Türkiye’de cezasızlık politikasının uygulandığına vurgu yapan Songül, “Kadına, hayvana yapılan zulmün haddi hesabı yok. Cezalar çok hafifi caydırıcı değil. Kadınların birbirine destek vermesi gerekiyor. Bir olayda bana ne denilmemeli. Önce kadın kadına destek verecek. Çünkü kadının hem cinsini dışladığı bir toplumda kadın zaten destek bulamaz” dedi. 
 
‘Mücadele ile kazanamayacağımız bir şey yok’
 
Ülkedeki siyasi, politik atmosferden dolayı ismini vermek istemeyen bir kadın ise Türkiye’de yaşamaktan tedirgin olduğunu söyleyerek, “Adalete olan güvenimiz azalıyor. Kime sığınacağımızı bilemiyoruz. Hakkımızı ya da bir kadının öldürüldüğünü Twitter’dan öğreniyoruz. Çok mutlu, refah seviyesinin yüksek olduğu bir Türkiye’de yaşamak isterdim ama bu imkansız gibi bir şey.

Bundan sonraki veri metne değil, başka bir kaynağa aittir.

//! Metrics collection and exposition.
//!
//! # Metrics
//! - `decoy_connections_total` (counter): accepted connections
//! - `decoy_responses_total` (counter): responses by status
//! - `decoy_observations_total` (counter): trigger observations by kind
//! - `decoy_active_connections` (gauge): current connection count
//!
//! # Design Decisions
//! - Metrics are recorded through the `metrics` facade; without an installed
//!   recorder they cost nothing
//! - The Prometheus exporter serves its own HTTP listener, separate from the decoy

use std::net::SocketAddr;

use metrics_exporter_prometheus::{BuildError, PrometheusBuilder};

/// Install the Prometheus recorder and its scrape endpoint on `addr`.
pub fn init_metrics(addr: SocketAddr) -> Result<(), BuildError> {
    PrometheusBuilder::new().with_http_listener(addr).install()?;

    ::metrics::describe_counter!("decoy_connections_total", "Accepted connections");
    ::metrics::describe_counter!("decoy_responses_total", "Responses sent, by status");
    ::metrics::describe_counter!("decoy_observations_total", "Observations sent to the trigger sink");
    ::metrics::describe_gauge!("decoy_active_connections", "Connections currently being handled");

    tracing::info!(address = %addr, "Metrics endpoint listening");
    Ok(())
}
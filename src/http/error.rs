//! Errors raised while serving a connection.

use thiserror::Error;

/// Failure of the response path.
///
/// Peer mistakes never show up here: malformed requests and unknown paths are
/// answered with 500/404. These variants are either transport failures or
/// misuse of the response builder.
#[derive(Debug, Error)]
pub enum HttpError {
    #[error("unknown HTTP status code {0}")]
    UnknownStatusCode(u16),

    #[error("header `{name}` cannot be written on the wire")]
    InvalidHeader { name: String },

    #[error("connection I/O failed: {0}")]
    Io(#[from] std::io::Error),
}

Bataklık gibi bir yerdeyiz. Hiçbir şeyin cezası, karşılığı yok. Ama bütün olumsuzluklara karşı kadın mücadelesi ile kazanamayacağımız hiçbir şey yok. Birliği, mücadeleyi bırakmamamız gereken bir 8 Mart bekliyor bizi. Ayrıca ben sadece 8 Mart’ta değil her gün değerli olmak, eşit olmak istiyorum” diye belirtti.